Content starts
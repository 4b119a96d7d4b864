//! 协议栈状态
//!
//! 设备对象、对象表、服务处理器注册表、地址缓存、外部设备注册状态与发件箱。
//! 所有可变访问都经由 [`StackLock`](crate::StackLock) 串行化；
//! 这里的方法只生成报文放入发件箱，从不触碰套接字。

use crate::address_cache::{AddressCache, PeerAddress};
use crate::apdu::{
    self, AbortReason, ConfirmedRequest, ConfirmedService, IAm, RejectReason,
    UnconfirmedService, pdu_type,
};
use crate::bvlc::{self, BvlcMessage, result_code};
use crate::device::{DeviceInfo, DeviceObject, MAX_APDU_LENGTH, SEGMENTATION_NONE};
use crate::error::DecodeError;
use crate::foreign::ForeignDeviceRegistration;
use crate::npdu::Npdu;
use crate::object::{ObjectDescriptor, ObjectId, ObjectTable, ObjectType};
use std::collections::HashMap;
use std::net::SocketAddr;
use std::time::Duration;
use tokio::sync::mpsc;
use tracing::{debug, info};

/// 待发送的数据报
#[derive(Debug, Clone, PartialEq, Eq)]
pub struct Outgoing {
    pub to: SocketAddr,
    pub datagram: Vec<u8>,
}

pub type OutboxReceiver = mpsc::UnboundedReceiver<Outgoing>;

/// 非确认服务处理器
pub type UnconfirmedHandler =
    fn(&mut StackState, &PeerAddress, &[u8]) -> Result<(), DecodeError>;

/// 确认服务处理器，返回应答 APDU
pub type ConfirmedHandler = fn(&mut StackState, &PeerAddress, &ConfirmedRequest<'_>) -> Vec<u8>;

#[derive(Debug, Clone)]
pub struct StackConfig {
    pub device: DeviceInfo,
    /// 本地网段广播地址
    pub broadcast: SocketAddr,
    /// 配置后以外部设备身份向该 BBMD 注册
    pub bbmd: Option<SocketAddr>,
    pub bbmd_ttl_seconds: u16,
    pub apdu_timeout: Duration,
    pub apdu_retries: u8,
    pub address_ttl: Duration,
}

impl StackConfig {
    pub fn new(device: DeviceInfo, broadcast: SocketAddr) -> Self {
        Self {
            device,
            broadcast,
            bbmd: None,
            bbmd_ttl_seconds: 90,
            apdu_timeout: Duration::from_secs(3),
            apdu_retries: 3,
            address_ttl: AddressCache::DEFAULT_TTL,
        }
    }
}

pub struct StackState {
    device: DeviceInfo,
    broadcast: SocketAddr,
    objects: ObjectTable,
    unconfirmed: HashMap<u8, UnconfirmedHandler>,
    confirmed: HashMap<u8, ConfirmedHandler>,
    address_cache: AddressCache,
    registration: Option<ForeignDeviceRegistration>,
    outbox: mpsc::UnboundedSender<Outgoing>,
}

impl StackState {
    /// 设备对象由 `config.device` 生成并排在对象表首位，
    /// 其 object-list 覆盖 `objects` 中的全部对象
    pub fn new(
        config: StackConfig,
        objects: Vec<Box<dyn ObjectDescriptor>>,
    ) -> (Self, OutboxReceiver) {
        let object_ids: Vec<ObjectId> = objects
            .iter()
            .flat_map(|descriptor| descriptor.object_ids())
            .collect();
        let mut descriptors: Vec<Box<dyn ObjectDescriptor>> =
            Vec::with_capacity(objects.len() + 1);
        descriptors.push(Box::new(DeviceObject::new(config.device.clone(), object_ids)));
        descriptors.extend(objects);

        let registration = config.bbmd.map(|bbmd| {
            ForeignDeviceRegistration::new(
                bbmd,
                config.bbmd_ttl_seconds,
                config.apdu_timeout,
                config.apdu_retries,
            )
        });
        let (outbox, receiver) = mpsc::unbounded_channel();

        let state = Self {
            device: config.device,
            broadcast: config.broadcast,
            objects: ObjectTable::new(descriptors),
            unconfirmed: HashMap::new(),
            confirmed: HashMap::new(),
            address_cache: AddressCache::new(config.address_ttl, AddressCache::DEFAULT_CAPACITY),
            registration,
            outbox,
        };
        (state, receiver)
    }

    pub fn device(&self) -> &DeviceInfo {
        &self.device
    }

    pub fn objects_mut(&mut self) -> &mut ObjectTable {
        &mut self.objects
    }

    pub fn address_cache(&self) -> &AddressCache {
        &self.address_cache
    }

    pub fn registration(&self) -> Option<&ForeignDeviceRegistration> {
        self.registration.as_ref()
    }

    pub fn set_unconfirmed_handler(
        &mut self,
        service: UnconfirmedService,
        handler: UnconfirmedHandler,
    ) {
        self.unconfirmed.insert(service as u8, handler);
    }

    pub fn set_confirmed_handler(&mut self, service: ConfirmedService, handler: ConfirmedHandler) {
        self.confirmed.insert(service as u8, handler);
    }

    /// 未配置 BBMD 时返回 false
    pub fn register_with_bbmd(&mut self) -> bool {
        let Some(registration) = self.registration.as_mut() else {
            return false;
        };
        let request = registration.request();
        debug!(target: "gw.bacnet", bbmd = %request.to, "foreign_device_register_sent");
        self.queue(request);
        true
    }

    pub fn i_am(&self) -> IAm {
        IAm {
            device: self.device.object_id(),
            max_apdu: MAX_APDU_LENGTH,
            segmentation: SEGMENTATION_NONE,
            vendor_id: u32::from(self.device.vendor_id),
        }
    }

    pub fn send_i_am(&mut self) {
        let apdu = self.i_am().encode();
        self.send_broadcast(&apdu);
    }

    /// 注册为外部设备时经 BBMD 分发，否则发往本地广播地址
    pub fn send_broadcast(&mut self, apdu: &[u8]) {
        let mut npdu = Vec::with_capacity(apdu.len() + 2);
        Npdu::encode(&mut npdu, None, false);
        npdu.extend_from_slice(apdu);

        let outgoing = match &self.registration {
            Some(registration) if registration.is_registered() => Outgoing {
                to: registration.bbmd(),
                datagram: bvlc::distribute_broadcast(&npdu),
            },
            _ => Outgoing {
                to: self.broadcast,
                datagram: bvlc::original_broadcast(&npdu),
            },
        };
        self.queue(outgoing);
    }

    pub fn send_reply(&mut self, peer: &PeerAddress, apdu: &[u8]) {
        let mut npdu = Vec::with_capacity(apdu.len() + 8);
        Npdu::encode(&mut npdu, peer.network.as_ref(), false);
        npdu.extend_from_slice(apdu);
        self.queue(Outgoing {
            to: peer.mac,
            datagram: bvlc::original_unicast(&npdu),
        });
    }

    fn queue(&self, outgoing: Outgoing) {
        if self.outbox.send(outgoing).is_err() {
            debug!(target: "gw.bacnet", "outbox_closed");
        }
    }

    /// 处理一个收到的数据报：BVLC → NPDU → APDU → 已注册的服务处理器
    pub fn npdu_handler(&mut self, src: SocketAddr, datagram: &[u8]) -> Result<(), DecodeError> {
        match bvlc::decode(datagram)? {
            BvlcMessage::Result(code) => {
                let handled = self
                    .registration
                    .as_mut()
                    .is_some_and(|registration| registration.on_result(src, code));
                if !handled {
                    debug!(target: "gw.bacnet", %src, result = code, "bvlc_result_unsolicited");
                }
                Ok(())
            }
            BvlcMessage::Forwarded { origin, npdu } => self.handle_npdu(origin, npdu),
            BvlcMessage::OriginalUnicast(npdu) | BvlcMessage::OriginalBroadcast(npdu) => {
                self.handle_npdu(src, npdu)
            }
            BvlcMessage::RegisterForeignDevice(_) => {
                self.queue(Outgoing {
                    to: src,
                    datagram: bvlc::result(result_code::REGISTER_FOREIGN_DEVICE_NAK),
                });
                Ok(())
            }
            BvlcMessage::DistributeBroadcast(_) => {
                self.queue(Outgoing {
                    to: src,
                    datagram: bvlc::result(result_code::DISTRIBUTE_BROADCAST_TO_NETWORK_NAK),
                });
                Ok(())
            }
            BvlcMessage::Other(function) => {
                debug!(target: "gw.bacnet", %src, function, "bvlc_function_ignored");
                Ok(())
            }
        }
    }

    fn handle_npdu(&mut self, mac: SocketAddr, data: &[u8]) -> Result<(), DecodeError> {
        let (npdu, apdu) = Npdu::decode(data)?;
        if npdu.network_message.is_some() || !npdu.is_for_local_device() {
            return Ok(());
        }
        let peer = PeerAddress {
            mac,
            network: npdu.source,
        };
        self.handle_apdu(&peer, apdu)
    }

    fn handle_apdu(&mut self, peer: &PeerAddress, apdu: &[u8]) -> Result<(), DecodeError> {
        match apdu::pdu_type_of(apdu) {
            Some(pdu_type::CONFIRMED_REQUEST) => {
                let request = ConfirmedRequest::decode(apdu)?;
                let reply = if request.segmented {
                    debug!(target: "gw.bacnet", mac = %peer.mac, "segmented_request_aborted");
                    apdu::encode_abort(request.invoke_id, AbortReason::SegmentationNotSupported)
                } else if let Some(handler) = self.confirmed.get(&request.service).copied() {
                    handler(self, peer, &request)
                } else {
                    debug!(
                        target: "gw.bacnet",
                        mac = %peer.mac,
                        service = request.service,
                        "confirmed_service_rejected"
                    );
                    apdu::encode_reject(request.invoke_id, RejectReason::UnrecognizedService)
                };
                self.send_reply(peer, &reply);
                Ok(())
            }
            Some(pdu_type::UNCONFIRMED_REQUEST) => {
                let (service, data) = match apdu {
                    [_, service, data @ ..] => (*service, data),
                    _ => return Err(DecodeError::Truncated),
                };
                if service == UnconfirmedService::IAm as u8 {
                    self.bind_i_am(peer, data)?;
                }
                match self.unconfirmed.get(&service).copied() {
                    Some(handler) => handler(self, peer, data),
                    None => Ok(()),
                }
            }
            Some(other) => {
                debug!(target: "gw.bacnet", mac = %peer.mac, pdu_type = other, "apdu_ignored");
                Ok(())
            }
            None => Err(DecodeError::Truncated),
        }
    }

    /// I-Am 学习对端地址
    fn bind_i_am(&mut self, peer: &PeerAddress, data: &[u8]) -> Result<(), DecodeError> {
        let i_am = IAm::decode(data)?;
        if i_am.device.object_type != ObjectType::Device
            || i_am.device.instance == self.device.instance
        {
            return Ok(());
        }
        debug!(
            target: "gw.bacnet",
            device = i_am.device.instance,
            mac = %peer.mac,
            "address_bound"
        );
        self.address_cache
            .bind(i_am.device.instance, peer.clone(), i_am.max_apdu);
        Ok(())
    }

    /// 细定时器：外部设备注册的重传与租约倒计时
    pub fn fine_tick(&mut self, elapsed: Duration) {
        let retransmit = self
            .registration
            .as_mut()
            .and_then(|registration| registration.tick(elapsed));
        if let Some(outgoing) = retransmit {
            self.queue(outgoing);
        }
    }

    /// 粗定时器：淘汰过期地址，向 BBMD 续约
    pub fn coarse_tick(&mut self, elapsed: Duration) {
        let expired = self.address_cache.expire(elapsed);
        if expired > 0 {
            info!(
                target: "gw.bacnet",
                expired,
                remaining = self.address_cache.len(),
                "address_cache_expired"
            );
        }
        self.register_with_bbmd();
    }
}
Content ends
**TO DO:** Pick out each line above that includes "elapsed" and show it.

**ANSWER:**
    pub fn fine_tick(&mut self, elapsed: Duration) {
            .and_then(|registration| registration.tick(elapsed));
    pub fn coarse_tick(&mut self, elapsed: Duration) {
        let expired = self.address_cache.expire(elapsed);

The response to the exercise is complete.